* Task statement *
Your answer consists of the lines in the data that contain "Unsupported". Copy each of them.

* Data for processing *
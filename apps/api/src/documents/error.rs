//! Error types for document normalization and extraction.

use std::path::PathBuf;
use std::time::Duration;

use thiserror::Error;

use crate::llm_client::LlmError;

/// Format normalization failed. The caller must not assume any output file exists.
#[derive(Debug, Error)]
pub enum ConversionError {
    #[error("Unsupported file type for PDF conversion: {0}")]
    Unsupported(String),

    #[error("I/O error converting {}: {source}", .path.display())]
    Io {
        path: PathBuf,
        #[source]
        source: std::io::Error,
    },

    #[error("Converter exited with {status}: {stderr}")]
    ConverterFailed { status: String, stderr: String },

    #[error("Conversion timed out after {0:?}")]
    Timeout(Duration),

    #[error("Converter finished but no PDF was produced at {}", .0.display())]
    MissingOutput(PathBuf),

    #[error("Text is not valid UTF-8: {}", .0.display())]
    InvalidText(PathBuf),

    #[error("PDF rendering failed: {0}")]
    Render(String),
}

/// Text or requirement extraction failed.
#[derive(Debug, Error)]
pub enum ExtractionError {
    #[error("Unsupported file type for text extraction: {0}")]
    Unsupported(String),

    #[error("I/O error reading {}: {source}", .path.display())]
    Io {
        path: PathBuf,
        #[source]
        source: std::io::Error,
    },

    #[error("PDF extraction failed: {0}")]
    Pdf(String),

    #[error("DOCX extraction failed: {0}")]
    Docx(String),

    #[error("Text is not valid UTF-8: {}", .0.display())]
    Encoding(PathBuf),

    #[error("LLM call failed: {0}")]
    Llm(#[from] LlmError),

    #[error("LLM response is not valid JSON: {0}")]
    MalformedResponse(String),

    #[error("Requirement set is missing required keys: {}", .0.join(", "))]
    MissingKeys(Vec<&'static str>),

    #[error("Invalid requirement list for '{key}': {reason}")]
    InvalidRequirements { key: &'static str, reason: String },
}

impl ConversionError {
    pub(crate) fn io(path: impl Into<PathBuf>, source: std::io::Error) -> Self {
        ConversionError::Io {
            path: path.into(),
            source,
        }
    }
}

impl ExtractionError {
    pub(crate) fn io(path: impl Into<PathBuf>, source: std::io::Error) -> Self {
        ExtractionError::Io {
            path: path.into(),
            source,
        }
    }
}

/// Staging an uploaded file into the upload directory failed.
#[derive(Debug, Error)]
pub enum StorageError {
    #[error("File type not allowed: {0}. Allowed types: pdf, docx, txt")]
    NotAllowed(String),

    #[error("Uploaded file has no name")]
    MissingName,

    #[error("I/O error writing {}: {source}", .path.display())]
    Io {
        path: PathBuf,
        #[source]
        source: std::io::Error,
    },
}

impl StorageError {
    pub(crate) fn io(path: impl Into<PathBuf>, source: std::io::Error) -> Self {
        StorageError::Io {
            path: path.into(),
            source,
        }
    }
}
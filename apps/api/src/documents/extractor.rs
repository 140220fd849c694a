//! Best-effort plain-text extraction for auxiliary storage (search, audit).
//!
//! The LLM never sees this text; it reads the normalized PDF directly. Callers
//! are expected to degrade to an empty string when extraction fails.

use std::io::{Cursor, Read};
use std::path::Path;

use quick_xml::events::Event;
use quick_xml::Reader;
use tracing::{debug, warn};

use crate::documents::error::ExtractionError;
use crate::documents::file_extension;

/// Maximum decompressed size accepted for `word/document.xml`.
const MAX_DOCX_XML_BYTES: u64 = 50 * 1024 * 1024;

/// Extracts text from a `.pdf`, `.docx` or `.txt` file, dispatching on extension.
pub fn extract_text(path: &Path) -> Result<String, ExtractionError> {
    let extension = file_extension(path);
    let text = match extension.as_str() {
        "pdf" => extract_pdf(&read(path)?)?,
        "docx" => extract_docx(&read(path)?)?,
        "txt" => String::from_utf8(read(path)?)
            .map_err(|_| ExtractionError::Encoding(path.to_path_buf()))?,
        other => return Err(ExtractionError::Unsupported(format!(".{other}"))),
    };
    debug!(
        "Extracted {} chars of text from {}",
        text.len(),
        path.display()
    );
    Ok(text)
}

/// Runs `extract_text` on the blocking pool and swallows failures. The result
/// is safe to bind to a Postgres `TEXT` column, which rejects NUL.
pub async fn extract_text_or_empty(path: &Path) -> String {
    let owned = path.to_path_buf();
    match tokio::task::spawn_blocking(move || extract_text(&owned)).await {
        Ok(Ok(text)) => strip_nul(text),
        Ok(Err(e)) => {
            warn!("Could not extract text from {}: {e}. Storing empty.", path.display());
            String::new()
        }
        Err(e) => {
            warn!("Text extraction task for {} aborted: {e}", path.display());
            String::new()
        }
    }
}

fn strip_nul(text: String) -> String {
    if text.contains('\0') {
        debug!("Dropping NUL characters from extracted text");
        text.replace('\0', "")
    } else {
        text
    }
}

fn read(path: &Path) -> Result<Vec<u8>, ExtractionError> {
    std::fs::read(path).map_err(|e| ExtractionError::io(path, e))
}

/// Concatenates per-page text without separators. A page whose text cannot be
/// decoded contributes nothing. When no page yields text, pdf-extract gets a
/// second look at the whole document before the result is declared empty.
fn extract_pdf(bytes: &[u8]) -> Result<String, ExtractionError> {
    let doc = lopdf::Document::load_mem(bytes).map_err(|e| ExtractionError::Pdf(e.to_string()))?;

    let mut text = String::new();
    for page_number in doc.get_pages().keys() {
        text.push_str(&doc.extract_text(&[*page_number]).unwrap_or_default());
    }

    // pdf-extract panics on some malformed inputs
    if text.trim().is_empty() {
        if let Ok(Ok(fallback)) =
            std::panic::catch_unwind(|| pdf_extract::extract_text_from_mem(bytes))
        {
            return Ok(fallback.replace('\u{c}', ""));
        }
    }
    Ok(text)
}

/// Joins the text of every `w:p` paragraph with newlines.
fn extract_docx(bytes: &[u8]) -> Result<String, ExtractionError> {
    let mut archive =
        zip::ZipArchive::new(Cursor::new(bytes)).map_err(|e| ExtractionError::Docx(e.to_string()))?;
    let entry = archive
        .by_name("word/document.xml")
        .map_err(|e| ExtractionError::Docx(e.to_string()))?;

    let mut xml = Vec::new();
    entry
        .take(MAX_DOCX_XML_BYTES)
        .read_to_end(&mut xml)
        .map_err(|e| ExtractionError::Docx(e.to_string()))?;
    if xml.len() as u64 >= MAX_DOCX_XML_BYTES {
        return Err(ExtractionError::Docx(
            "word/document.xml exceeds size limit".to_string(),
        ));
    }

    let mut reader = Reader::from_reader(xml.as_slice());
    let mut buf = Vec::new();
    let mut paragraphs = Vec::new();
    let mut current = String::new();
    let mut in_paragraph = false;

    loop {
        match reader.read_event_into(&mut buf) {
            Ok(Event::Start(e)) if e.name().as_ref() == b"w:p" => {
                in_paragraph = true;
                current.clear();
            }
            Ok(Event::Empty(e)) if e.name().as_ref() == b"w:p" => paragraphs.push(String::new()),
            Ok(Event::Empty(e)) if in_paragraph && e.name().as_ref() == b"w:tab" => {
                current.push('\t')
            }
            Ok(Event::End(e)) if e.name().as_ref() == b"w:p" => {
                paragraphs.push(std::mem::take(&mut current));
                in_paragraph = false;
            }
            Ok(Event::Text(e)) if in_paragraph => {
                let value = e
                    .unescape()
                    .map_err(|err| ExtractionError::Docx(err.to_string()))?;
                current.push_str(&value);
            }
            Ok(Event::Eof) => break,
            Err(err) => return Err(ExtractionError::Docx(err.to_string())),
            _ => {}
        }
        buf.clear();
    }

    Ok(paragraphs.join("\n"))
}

* Result *
    #[error("Unsupported file type for PDF conversion: {0}")]
    Unsupported(String),
    #[error("Unsupported file type for text extraction: {0}")]
    Unsupported(String),
        other => return Err(ExtractionError::Unsupported(format!(".{other}"))),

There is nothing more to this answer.